:: What you will do ::
Go through the entries and count the lines with the string "same" in them. Give only that number.

[Opening Records for this task section]

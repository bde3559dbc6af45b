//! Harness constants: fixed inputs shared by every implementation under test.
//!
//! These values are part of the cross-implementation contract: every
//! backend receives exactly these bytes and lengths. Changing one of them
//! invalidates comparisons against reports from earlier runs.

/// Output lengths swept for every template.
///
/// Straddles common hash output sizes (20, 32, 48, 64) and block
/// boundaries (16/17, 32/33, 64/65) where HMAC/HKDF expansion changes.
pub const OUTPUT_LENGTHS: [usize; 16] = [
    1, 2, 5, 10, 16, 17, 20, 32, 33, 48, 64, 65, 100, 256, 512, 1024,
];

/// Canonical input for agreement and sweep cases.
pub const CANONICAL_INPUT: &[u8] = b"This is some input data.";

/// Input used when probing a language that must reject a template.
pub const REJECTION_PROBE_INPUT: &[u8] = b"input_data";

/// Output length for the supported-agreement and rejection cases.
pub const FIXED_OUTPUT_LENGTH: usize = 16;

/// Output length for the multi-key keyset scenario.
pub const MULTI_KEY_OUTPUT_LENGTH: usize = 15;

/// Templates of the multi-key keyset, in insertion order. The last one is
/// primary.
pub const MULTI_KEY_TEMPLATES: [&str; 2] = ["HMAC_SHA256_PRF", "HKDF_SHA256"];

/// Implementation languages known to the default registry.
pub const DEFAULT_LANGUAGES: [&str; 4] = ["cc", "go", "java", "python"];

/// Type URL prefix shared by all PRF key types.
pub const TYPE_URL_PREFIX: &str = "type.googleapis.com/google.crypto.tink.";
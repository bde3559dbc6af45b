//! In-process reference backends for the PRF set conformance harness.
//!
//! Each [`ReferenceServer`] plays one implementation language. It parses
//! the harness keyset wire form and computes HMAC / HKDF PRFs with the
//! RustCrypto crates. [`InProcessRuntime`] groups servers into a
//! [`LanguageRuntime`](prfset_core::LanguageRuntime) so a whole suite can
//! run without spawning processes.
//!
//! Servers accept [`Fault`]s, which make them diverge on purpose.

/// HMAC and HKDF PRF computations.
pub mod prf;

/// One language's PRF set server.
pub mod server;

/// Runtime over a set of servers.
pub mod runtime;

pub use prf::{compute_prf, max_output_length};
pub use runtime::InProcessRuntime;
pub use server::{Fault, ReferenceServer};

[Closing Records for this task section]
[Opening Records for this task section]

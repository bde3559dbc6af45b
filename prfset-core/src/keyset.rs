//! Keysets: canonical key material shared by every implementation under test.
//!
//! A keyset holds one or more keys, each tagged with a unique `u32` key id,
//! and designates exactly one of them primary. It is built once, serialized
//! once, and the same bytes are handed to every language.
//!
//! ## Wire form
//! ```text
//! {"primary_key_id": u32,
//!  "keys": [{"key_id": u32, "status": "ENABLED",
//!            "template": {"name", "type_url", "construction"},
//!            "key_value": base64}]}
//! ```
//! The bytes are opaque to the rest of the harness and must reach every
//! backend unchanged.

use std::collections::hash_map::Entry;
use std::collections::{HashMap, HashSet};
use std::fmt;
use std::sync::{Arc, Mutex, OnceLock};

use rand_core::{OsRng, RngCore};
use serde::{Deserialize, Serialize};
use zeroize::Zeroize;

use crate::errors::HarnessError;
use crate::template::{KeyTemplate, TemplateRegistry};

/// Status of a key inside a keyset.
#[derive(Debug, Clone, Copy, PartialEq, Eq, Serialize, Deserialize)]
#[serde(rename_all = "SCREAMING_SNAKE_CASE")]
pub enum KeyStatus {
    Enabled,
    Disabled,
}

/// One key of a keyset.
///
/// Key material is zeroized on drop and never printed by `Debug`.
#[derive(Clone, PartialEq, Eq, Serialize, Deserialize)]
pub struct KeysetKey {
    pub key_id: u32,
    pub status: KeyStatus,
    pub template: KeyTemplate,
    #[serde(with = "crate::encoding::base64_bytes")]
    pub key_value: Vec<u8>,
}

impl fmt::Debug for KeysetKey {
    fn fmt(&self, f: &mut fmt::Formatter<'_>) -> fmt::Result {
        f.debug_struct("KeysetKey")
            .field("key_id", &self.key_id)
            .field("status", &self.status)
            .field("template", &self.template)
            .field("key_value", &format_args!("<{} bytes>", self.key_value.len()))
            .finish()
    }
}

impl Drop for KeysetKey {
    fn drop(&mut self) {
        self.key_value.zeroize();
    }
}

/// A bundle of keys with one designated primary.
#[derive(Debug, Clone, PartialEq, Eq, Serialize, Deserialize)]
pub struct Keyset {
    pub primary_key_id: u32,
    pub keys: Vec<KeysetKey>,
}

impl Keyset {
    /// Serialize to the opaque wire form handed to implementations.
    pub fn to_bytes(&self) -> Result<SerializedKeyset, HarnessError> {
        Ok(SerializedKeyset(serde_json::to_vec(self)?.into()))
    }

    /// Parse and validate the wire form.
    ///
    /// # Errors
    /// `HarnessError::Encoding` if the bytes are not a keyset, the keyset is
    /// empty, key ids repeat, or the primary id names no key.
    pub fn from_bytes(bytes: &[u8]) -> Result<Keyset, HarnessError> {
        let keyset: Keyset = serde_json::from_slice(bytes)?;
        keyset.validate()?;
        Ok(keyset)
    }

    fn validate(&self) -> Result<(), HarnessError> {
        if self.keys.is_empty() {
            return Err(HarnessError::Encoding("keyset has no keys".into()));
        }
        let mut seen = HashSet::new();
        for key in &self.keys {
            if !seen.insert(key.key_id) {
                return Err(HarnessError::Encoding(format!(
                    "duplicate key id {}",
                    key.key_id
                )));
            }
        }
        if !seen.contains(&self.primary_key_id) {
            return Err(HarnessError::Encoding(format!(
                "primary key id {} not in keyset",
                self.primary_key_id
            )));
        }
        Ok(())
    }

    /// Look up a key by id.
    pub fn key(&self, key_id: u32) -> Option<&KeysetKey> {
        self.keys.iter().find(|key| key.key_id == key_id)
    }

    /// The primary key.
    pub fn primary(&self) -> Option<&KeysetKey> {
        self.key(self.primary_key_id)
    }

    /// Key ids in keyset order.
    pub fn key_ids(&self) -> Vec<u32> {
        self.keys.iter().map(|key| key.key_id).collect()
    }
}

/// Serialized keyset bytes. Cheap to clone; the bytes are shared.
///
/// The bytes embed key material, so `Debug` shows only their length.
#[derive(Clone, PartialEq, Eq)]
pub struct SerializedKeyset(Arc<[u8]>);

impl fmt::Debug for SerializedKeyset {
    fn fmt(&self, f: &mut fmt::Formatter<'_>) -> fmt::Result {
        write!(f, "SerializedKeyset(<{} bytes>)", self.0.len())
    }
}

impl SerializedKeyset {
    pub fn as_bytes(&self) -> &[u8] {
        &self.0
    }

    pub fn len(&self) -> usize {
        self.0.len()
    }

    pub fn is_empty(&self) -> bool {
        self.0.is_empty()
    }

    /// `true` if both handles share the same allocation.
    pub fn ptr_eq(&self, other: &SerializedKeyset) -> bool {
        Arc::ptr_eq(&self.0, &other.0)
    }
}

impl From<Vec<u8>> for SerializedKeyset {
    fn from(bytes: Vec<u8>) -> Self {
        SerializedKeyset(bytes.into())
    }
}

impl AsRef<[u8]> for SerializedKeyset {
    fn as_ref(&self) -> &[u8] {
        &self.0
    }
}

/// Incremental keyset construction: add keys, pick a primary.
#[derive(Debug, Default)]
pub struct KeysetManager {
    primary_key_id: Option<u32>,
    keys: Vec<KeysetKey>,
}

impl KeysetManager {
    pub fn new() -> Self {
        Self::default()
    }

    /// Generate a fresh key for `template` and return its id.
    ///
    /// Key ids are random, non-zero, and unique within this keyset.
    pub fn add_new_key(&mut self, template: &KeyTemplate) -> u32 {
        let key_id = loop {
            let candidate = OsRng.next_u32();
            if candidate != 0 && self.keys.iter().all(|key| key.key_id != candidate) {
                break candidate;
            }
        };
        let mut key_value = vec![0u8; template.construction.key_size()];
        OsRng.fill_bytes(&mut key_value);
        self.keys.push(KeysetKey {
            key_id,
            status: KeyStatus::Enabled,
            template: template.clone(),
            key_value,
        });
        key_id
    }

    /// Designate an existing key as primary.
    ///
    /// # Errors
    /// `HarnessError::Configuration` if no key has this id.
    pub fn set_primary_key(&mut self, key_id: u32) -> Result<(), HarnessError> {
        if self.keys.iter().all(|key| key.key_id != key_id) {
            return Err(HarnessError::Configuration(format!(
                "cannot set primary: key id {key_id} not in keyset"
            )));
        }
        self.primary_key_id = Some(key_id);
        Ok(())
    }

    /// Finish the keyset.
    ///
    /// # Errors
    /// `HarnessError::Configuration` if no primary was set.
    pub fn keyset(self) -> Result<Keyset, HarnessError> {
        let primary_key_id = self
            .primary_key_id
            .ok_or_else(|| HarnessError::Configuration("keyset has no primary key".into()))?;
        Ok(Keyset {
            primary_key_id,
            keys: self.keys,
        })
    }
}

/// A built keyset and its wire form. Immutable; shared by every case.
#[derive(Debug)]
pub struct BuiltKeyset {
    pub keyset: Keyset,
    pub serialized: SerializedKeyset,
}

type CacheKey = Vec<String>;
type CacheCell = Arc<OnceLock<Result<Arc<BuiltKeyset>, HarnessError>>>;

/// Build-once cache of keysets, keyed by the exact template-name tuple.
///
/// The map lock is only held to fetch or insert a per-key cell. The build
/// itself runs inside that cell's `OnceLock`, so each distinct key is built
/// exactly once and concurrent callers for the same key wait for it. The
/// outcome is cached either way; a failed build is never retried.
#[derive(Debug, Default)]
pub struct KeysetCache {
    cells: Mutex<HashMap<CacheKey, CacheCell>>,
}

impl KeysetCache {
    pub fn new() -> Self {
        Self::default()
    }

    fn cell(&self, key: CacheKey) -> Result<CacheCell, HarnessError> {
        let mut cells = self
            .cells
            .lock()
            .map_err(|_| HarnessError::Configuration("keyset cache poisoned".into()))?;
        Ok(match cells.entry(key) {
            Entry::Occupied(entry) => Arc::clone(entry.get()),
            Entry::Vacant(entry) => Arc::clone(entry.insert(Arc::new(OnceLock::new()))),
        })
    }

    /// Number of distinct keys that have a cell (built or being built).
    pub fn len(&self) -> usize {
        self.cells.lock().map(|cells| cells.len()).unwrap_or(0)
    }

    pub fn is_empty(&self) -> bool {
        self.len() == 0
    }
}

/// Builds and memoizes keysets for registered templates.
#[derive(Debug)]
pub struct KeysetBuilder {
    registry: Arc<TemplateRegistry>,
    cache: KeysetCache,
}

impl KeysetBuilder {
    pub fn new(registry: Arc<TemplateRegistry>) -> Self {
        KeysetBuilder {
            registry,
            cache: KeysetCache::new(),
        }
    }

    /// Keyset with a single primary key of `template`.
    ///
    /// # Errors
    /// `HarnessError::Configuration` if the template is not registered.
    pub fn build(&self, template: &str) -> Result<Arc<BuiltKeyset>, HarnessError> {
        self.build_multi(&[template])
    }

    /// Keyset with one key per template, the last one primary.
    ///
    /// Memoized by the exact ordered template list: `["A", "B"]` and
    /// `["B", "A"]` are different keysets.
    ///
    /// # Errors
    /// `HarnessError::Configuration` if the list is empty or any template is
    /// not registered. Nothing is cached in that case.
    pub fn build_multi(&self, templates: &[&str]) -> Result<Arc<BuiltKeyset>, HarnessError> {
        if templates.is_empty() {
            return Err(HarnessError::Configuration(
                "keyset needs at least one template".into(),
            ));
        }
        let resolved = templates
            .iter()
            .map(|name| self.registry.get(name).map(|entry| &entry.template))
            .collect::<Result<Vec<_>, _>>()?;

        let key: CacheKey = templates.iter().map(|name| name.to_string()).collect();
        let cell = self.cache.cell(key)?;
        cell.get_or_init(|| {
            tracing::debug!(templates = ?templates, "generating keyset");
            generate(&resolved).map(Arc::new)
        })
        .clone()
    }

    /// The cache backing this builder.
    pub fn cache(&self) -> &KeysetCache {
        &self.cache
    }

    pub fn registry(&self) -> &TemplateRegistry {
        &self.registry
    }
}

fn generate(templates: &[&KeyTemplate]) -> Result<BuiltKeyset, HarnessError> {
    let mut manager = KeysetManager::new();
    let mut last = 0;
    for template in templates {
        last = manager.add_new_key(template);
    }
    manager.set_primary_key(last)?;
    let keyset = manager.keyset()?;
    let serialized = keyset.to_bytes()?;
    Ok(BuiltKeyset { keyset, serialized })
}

[Closing Records for this task section]
[Opening Records for this task section]

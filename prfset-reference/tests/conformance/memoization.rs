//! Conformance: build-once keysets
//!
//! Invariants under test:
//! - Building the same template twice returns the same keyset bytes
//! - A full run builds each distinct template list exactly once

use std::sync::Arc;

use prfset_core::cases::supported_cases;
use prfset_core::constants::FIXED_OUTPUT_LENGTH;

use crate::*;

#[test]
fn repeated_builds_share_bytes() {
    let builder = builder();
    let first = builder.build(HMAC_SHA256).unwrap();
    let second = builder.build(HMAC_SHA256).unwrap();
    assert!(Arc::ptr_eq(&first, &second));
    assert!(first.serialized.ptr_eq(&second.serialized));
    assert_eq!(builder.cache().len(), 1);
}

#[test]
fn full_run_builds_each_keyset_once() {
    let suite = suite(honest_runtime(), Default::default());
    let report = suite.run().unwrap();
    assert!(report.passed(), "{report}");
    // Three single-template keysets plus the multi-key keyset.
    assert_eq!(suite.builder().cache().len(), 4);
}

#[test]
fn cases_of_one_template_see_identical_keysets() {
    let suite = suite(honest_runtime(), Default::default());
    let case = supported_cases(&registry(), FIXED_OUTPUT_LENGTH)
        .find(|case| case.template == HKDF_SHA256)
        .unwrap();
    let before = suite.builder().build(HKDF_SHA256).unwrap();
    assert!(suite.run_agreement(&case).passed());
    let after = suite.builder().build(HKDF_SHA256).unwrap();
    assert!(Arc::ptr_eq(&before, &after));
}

[Closing Records for this task section]

:: Answer ::
4